A poet meets a local farmer in an art gallery in the west of Ireland. Once a year, the farmer, who lives on the shores of Loch Corrib, visits the gallery. The gallery owner introduces the two men. The poet points out the intricacies and hidden symbolism of the paintings as the farmer listens intently. When the poet finishes, the farmer thanks him and tells him he has a wonderful eye, which is a special gift. In return, the farmer shares a story of his own special gift – Teannalach.

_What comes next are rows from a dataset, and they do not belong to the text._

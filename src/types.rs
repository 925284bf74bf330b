//! Scalar leaf kinds and values.
//!
//! These are the only things the underlying engine knows how to mutate and
//! replay. Every structured argument eventually decomposes into a tuple of
//! `ScalarValue`s whose kinds line up with a signature of `ScalarType`s.

/// The kind of a primitive leaf.
///
/// The tag values are stable and may be used to pick a kind from raw bytes
/// (see `TryFrom<u8>`).
#[repr(u8)]
#[derive(Debug, Clone, Copy, PartialEq, Eq, Hash, PartialOrd, Ord, serde::Serialize, serde::Deserialize)]
pub enum ScalarType {
    Bool = 0,
    I8 = 1,
    I16 = 2,
    I32 = 3,
    I64 = 4,
    U8 = 5,
    U16 = 6,
    U32 = 7,
    U64 = 8,
    F32 = 9,
    F64 = 10,
    /// UTF-8 text.
    Text = 11,
    /// An opaque byte sequence. Treated as a single leaf, never as a sequence of `U8`.
    Bytes = 12,
}

impl ScalarType {
    /// All kinds, in tag order.
    pub const ALL: [ScalarType; 13] = [
        ScalarType::Bool,
        ScalarType::I8,
        ScalarType::I16,
        ScalarType::I32,
        ScalarType::I64,
        ScalarType::U8,
        ScalarType::U16,
        ScalarType::U32,
        ScalarType::U64,
        ScalarType::F32,
        ScalarType::F64,
        ScalarType::Text,
        ScalarType::Bytes,
    ];
}

impl TryFrom<u8> for ScalarType {
    type Error = String;

    fn try_from(value: u8) -> Result<Self, Self::Error> {
        ScalarType::ALL
            .get(value as usize)
            .copied()
            .ok_or_else(|| format!("Invalid ScalarType tag: {}", value))
    }
}

/// A primitive leaf value.
#[derive(Debug, Clone, PartialEq, serde::Serialize, serde::Deserialize)]
pub enum ScalarValue {
    Bool(bool),
    I8(i8),
    I16(i16),
    I32(i32),
    I64(i64),
    U8(u8),
    U16(u16),
    U32(u32),
    U64(u64),
    F32(f32),
    F64(f64),
    Text(String),
    Bytes(#[serde(with = "serde_bytes")] Vec<u8>),
}

impl ScalarValue {
    /// Reports the kind of this value.
    pub fn scalar_type(&self) -> ScalarType {
        match self {
            ScalarValue::Bool(_) => ScalarType::Bool,
            ScalarValue::I8(_) => ScalarType::I8,
            ScalarValue::I16(_) => ScalarType::I16,
            ScalarValue::I32(_) => ScalarType::I32,
            ScalarValue::I64(_) => ScalarType::I64,
            ScalarValue::U8(_) => ScalarType::U8,
            ScalarValue::U16(_) => ScalarType::U16,
            ScalarValue::U32(_) => ScalarType::U32,
            ScalarValue::U64(_) => ScalarType::U64,
            ScalarValue::F32(_) => ScalarType::F32,
            ScalarValue::F64(_) => ScalarType::F64,
            ScalarValue::Text(_) => ScalarType::Text,
            ScalarValue::Bytes(_) => ScalarType::Bytes,
        }
    }
}

macro_rules! scalar_from {
    ($($ty:ty => $variant:ident),* $(,)?) => {
        $(
            impl From<$ty> for ScalarValue {
                fn from(v: $ty) -> Self {
                    ScalarValue::$variant(v)
                }
            }
        )*
    };
}

scalar_from! {
    bool => Bool,
    i8 => I8,
    i16 => I16,
    i32 => I32,
    i64 => I64,
    u8 => U8,
    u16 => U16,
    u32 => U32,
    u64 => U64,
    f32 => F32,
    f64 => F64,
    String => Text,
    Vec<u8> => Bytes,
}

impl From<&str> for ScalarValue {
    fn from(v: &str) -> Self {
        ScalarValue::Text(v.to_string())
    }
}

#[cfg(test)]
mod tests {
    use super::*;

    #[test]
    fn test_tag_roundtrip() {
        for ty in ScalarType::ALL {
            assert_eq!(ScalarType::try_from(ty as u8), Ok(ty));
        }
        assert!(ScalarType::try_from(13).is_err());
    }

    #[test]
    fn test_value_reports_its_kind() {
        assert_eq!(ScalarValue::from(7i64).scalar_type(), ScalarType::I64);
        assert_eq!(ScalarValue::from("x").scalar_type(), ScalarType::Text);
        assert_eq!(ScalarValue::from(vec![1u8, 2]).scalar_type(), ScalarType::Bytes);
        assert_eq!(ScalarValue::from(0.5f32).scalar_type(), ScalarType::F32);
    }
}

“I live beside the lake and you always hear the ripple of the waters and the sound of wind on the water; everyone hears that. However, on certain summer days when the lake is absolutely still and everything is silent, I can hear how the elements and the surface of the lake make a magic music together.”
A few days later, the farmer’s neighbour comes into the gallery. The owner, recalling the conversation between the poet and the farmer, asks the neighbour what he knows about Teannalach. “Oh yes,” he says “They have that word up there. I’ve never seen it written down, so it’s hard to say what it means. I suppose it means awareness, but in truth it is about seven layers deeper.”
In the story, the gift of Teannalach, is a gift nurtured through daily practice. It’s rare, and also recognized and revered by others. The story, says, O’Donohue, “underlines the hiddenness of beauty, a beauty that dwells between the worlds which cannot be reached with known language or bare senses. It only reveals itself when the mind’s attention is radical and the imagination is finely tuned.”
Story adapted from John O’Donohue’s book, Beauty: The Invisible Embrace.